■ What the exercise asks: In the entries that follow, find each line with the word "UnsignedInt" and copy it.

■ Available records:
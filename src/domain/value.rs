//! CIM 스칼라 값과 정수 폭(width) 규칙.

use std::fmt;
use std::str::FromStr;

use crate::domain::object_path::ObjectPath;

/// 정수 스칼라의 비트 폭.
#[derive(Debug, Clone, Copy, PartialEq, Eq, Hash, PartialOrd, Ord)]
pub enum IntWidth {
    W8,
    W16,
    W32,
    W64,
}

impl IntWidth {
    pub fn bits(self) -> u32 {
        match self {
            IntWidth::W8 => 8,
            IntWidth::W16 => 16,
            IntWidth::W32 => 32,
            IntWidth::W64 => 64,
        }
    }

    pub fn from_bits(bits: u32) -> Option<Self> {
        match bits {
            8 => Some(IntWidth::W8),
            16 => Some(IntWidth::W16),
            32 => Some(IntWidth::W32),
            64 => Some(IntWidth::W64),
            _ => None,
        }
    }

    /// 부호 없는 정수의 허용 범위 [0, max].
    pub fn unsigned_max(self) -> u64 {
        match self {
            IntWidth::W64 => u64::MAX,
            w => (1u64 << w.bits()) - 1,
        }
    }

    /// 부호 있는 정수의 허용 범위 [min, max].
    pub fn signed_range(self) -> (i64, i64) {
        match self {
            IntWidth::W64 => (i64::MIN, i64::MAX),
            w => {
                let half = 1i64 << (w.bits() - 1);
                (-half, half - 1)
            }
        }
    }
}

/// 폭을 벗어난 정수 생성 시도.
#[derive(Debug, Clone, PartialEq, Eq)]
pub struct OutOfRange {
    pub value: i128,
    pub min: i128,
    pub max: i128,
}

impl fmt::Display for OutOfRange {
    fn fmt(&self, f: &mut fmt::Formatter<'_>) -> fmt::Result {
        write!(f, "{} is outside [{}, {}]", self.value, self.min, self.max)
    }
}

/// 폭 검증을 통과한 부호 있는 정수.
#[derive(Debug, Clone, Copy, PartialEq, Eq)]
pub struct SignedInt {
    width: IntWidth,
    value: i64,
}

impl SignedInt {
    pub fn new(width: IntWidth, value: i128) -> Result<Self, OutOfRange> {
        let (min, max) = width.signed_range();
        if value < i128::from(min) || value > i128::from(max) {
            return Err(OutOfRange {
                value,
                min: min.into(),
                max: max.into(),
            });
        }
        Ok(Self {
            width,
            value: value as i64,
        })
    }

    pub fn width(&self) -> IntWidth {
        self.width
    }

    pub fn value(&self) -> i64 {
        self.value
    }
}

/// 폭 검증을 통과한 부호 없는 정수.
#[derive(Debug, Clone, Copy, PartialEq, Eq)]
pub struct UnsignedInt {
    width: IntWidth,
    value: u64,
}

impl UnsignedInt {
    pub fn new(width: IntWidth, value: i128) -> Result<Self, OutOfRange> {
        let max = width.unsigned_max();
        if value < 0 || value > i128::from(max) {
            return Err(OutOfRange {
                value,
                min: 0,
                max: max.into(),
            });
        }
        Ok(Self {
            width,
            value: value as u64,
        })
    }

    pub fn width(&self) -> IntWidth {
        self.width
    }

    pub fn value(&self) -> u64 {
        self.value
    }
}

/// 키 바인딩/파라미터 값으로 쓰이는 태그드 유니온.
#[derive(Debug, Clone, PartialEq, Eq)]
pub enum ScalarValue {
    String(String),
    Signed(SignedInt),
    Unsigned(UnsignedInt),
    Reference(ObjectPath),
}

impl ScalarValue {
    pub fn string(value: impl Into<String>) -> Self {
        ScalarValue::String(value.into())
    }

    pub fn unsigned(width: IntWidth, value: i128) -> Result<Self, OutOfRange> {
        UnsignedInt::new(width, value).map(ScalarValue::Unsigned)
    }

    pub fn signed(width: IntWidth, value: i128) -> Result<Self, OutOfRange> {
        SignedInt::new(width, value).map(ScalarValue::Signed)
    }

    /// CIM 타입 이름(PARAMTYPE/TYPE 속성 값).
    pub fn cim_type(&self) -> &'static str {
        match self {
            ScalarValue::String(_) => "string",
            ScalarValue::Signed(v) => TypeTag::signed(v.width()).as_str(),
            ScalarValue::Unsigned(v) => TypeTag::unsigned(v.width()).as_str(),
            ScalarValue::Reference(_) => "reference",
        }
    }
}

impl From<&str> for ScalarValue {
    fn from(value: &str) -> Self {
        ScalarValue::String(value.to_string())
    }
}

impl From<ObjectPath> for ScalarValue {
    fn from(value: ObjectPath) -> Self {
        ScalarValue::Reference(value)
    }
}

/// `name=type,value` 토큰에서 인식하는 명시적 타입 태그.
#[derive(Debug, Clone, Copy, PartialEq, Eq)]
pub enum TypeTag {
    Str,
    Uint8,
    Sint8,
    Uint16,
    Sint16,
    Uint32,
    Sint32,
    Uint64,
    Sint64,
}

impl TypeTag {
    pub const ALL: [TypeTag; 9] = [
        TypeTag::Str,
        TypeTag::Uint8,
        TypeTag::Sint8,
        TypeTag::Uint16,
        TypeTag::Sint16,
        TypeTag::Uint32,
        TypeTag::Sint32,
        TypeTag::Uint64,
        TypeTag::Sint64,
    ];

    pub fn as_str(self) -> &'static str {
        match self {
            TypeTag::Str => "str",
            TypeTag::Uint8 => "uint8",
            TypeTag::Sint8 => "sint8",
            TypeTag::Uint16 => "uint16",
            TypeTag::Sint16 => "sint16",
            TypeTag::Uint32 => "uint32",
            TypeTag::Sint32 => "sint32",
            TypeTag::Uint64 => "uint64",
            TypeTag::Sint64 => "sint64",
        }
    }

    pub fn signed(width: IntWidth) -> Self {
        match width {
            IntWidth::W8 => TypeTag::Sint8,
            IntWidth::W16 => TypeTag::Sint16,
            IntWidth::W32 => TypeTag::Sint32,
            IntWidth::W64 => TypeTag::Sint64,
        }
    }

    pub fn unsigned(width: IntWidth) -> Self {
        match width {
            IntWidth::W8 => TypeTag::Uint8,
            IntWidth::W16 => TypeTag::Uint16,
            IntWidth::W32 => TypeTag::Uint32,
            IntWidth::W64 => TypeTag::Uint64,
        }
    }

    /// 정수 태그면 (부호 여부, 폭)을 돌려준다. `str`은 None.
    pub fn integer_shape(self) -> Option<(bool, IntWidth)> {
        match self {
            TypeTag::Str => None,
            TypeTag::Uint8 => Some((false, IntWidth::W8)),
            TypeTag::Sint8 => Some((true, IntWidth::W8)),
            TypeTag::Uint16 => Some((false, IntWidth::W16)),
            TypeTag::Sint16 => Some((true, IntWidth::W16)),
            TypeTag::Uint32 => Some((false, IntWidth::W32)),
            TypeTag::Sint32 => Some((true, IntWidth::W32)),
            TypeTag::Uint64 => Some((false, IntWidth::W64)),
            TypeTag::Sint64 => Some((true, IntWidth::W64)),
        }
    }

    /// 태그에 맞는 정수 스칼라를 만든다. `str` 태그에는 쓰지 않는다.
    pub fn build_integer(self, value: i128) -> Option<Result<ScalarValue, OutOfRange>> {
        let (signed, width) = self.integer_shape()?;
        Some(if signed {
            ScalarValue::signed(width, value)
        } else {
            ScalarValue::unsigned(width, value)
        })
    }
}

impl FromStr for TypeTag {
    type Err = ();

    fn from_str(s: &str) -> Result<Self, Self::Err> {
        TypeTag::ALL
            .into_iter()
            .find(|tag| tag.as_str() == s)
            .ok_or(())
    }
}

impl fmt::Display for TypeTag {
    fn fmt(&self, f: &mut fmt::Formatter<'_>) -> fmt::Result {
        f.write_str(self.as_str())
    }
}

#[cfg(test)]
mod tests {
    use super::*;

    #[test]
    fn width_ranges_match_bit_counts() {
        assert_eq!(IntWidth::W8.unsigned_max(), 255);
        assert_eq!(IntWidth::W16.unsigned_max(), 65_535);
        assert_eq!(IntWidth::W64.unsigned_max(), u64::MAX);
        assert_eq!(IntWidth::W8.signed_range(), (-128, 127));
        assert_eq!(IntWidth::W32.signed_range(), (i32::MIN as i64, i32::MAX as i64));
    }

    #[test]
    fn construction_rejects_values_outside_width() {
        assert!(ScalarValue::unsigned(IntWidth::W8, 255).is_ok());
        let err = ScalarValue::unsigned(IntWidth::W8, 256).unwrap_err();
        assert_eq!(err.max, 255);
        assert!(ScalarValue::unsigned(IntWidth::W16, -1).is_err());
        assert!(ScalarValue::signed(IntWidth::W8, -128).is_ok());
        assert!(ScalarValue::signed(IntWidth::W8, 128).is_err());
        assert!(ScalarValue::signed(IntWidth::W64, i128::from(i64::MIN) - 1).is_err());
    }

    #[test]
    fn type_tag_parses_only_enumerated_names() {
        assert_eq!("uint16".parse::<TypeTag>(), Ok(TypeTag::Uint16));
        assert_eq!("str".parse::<TypeTag>(), Ok(TypeTag::Str));
        assert!("uint128".parse::<TypeTag>().is_err());
        assert!("string".parse::<TypeTag>().is_err());
    }

    #[test]
    fn cim_type_reflects_width_and_sign() {
        let v = ScalarValue::signed(IntWidth::W16, -3).unwrap();
        assert_eq!(v.cim_type(), "sint16");
        assert_eq!(ScalarValue::string("x").cim_type(), "string");
    }
}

■ Solution for this task:
pub struct UnsignedInt {
impl UnsignedInt {
    Unsigned(UnsignedInt),
        UnsignedInt::new(width, value).map(ScalarValue::Unsigned)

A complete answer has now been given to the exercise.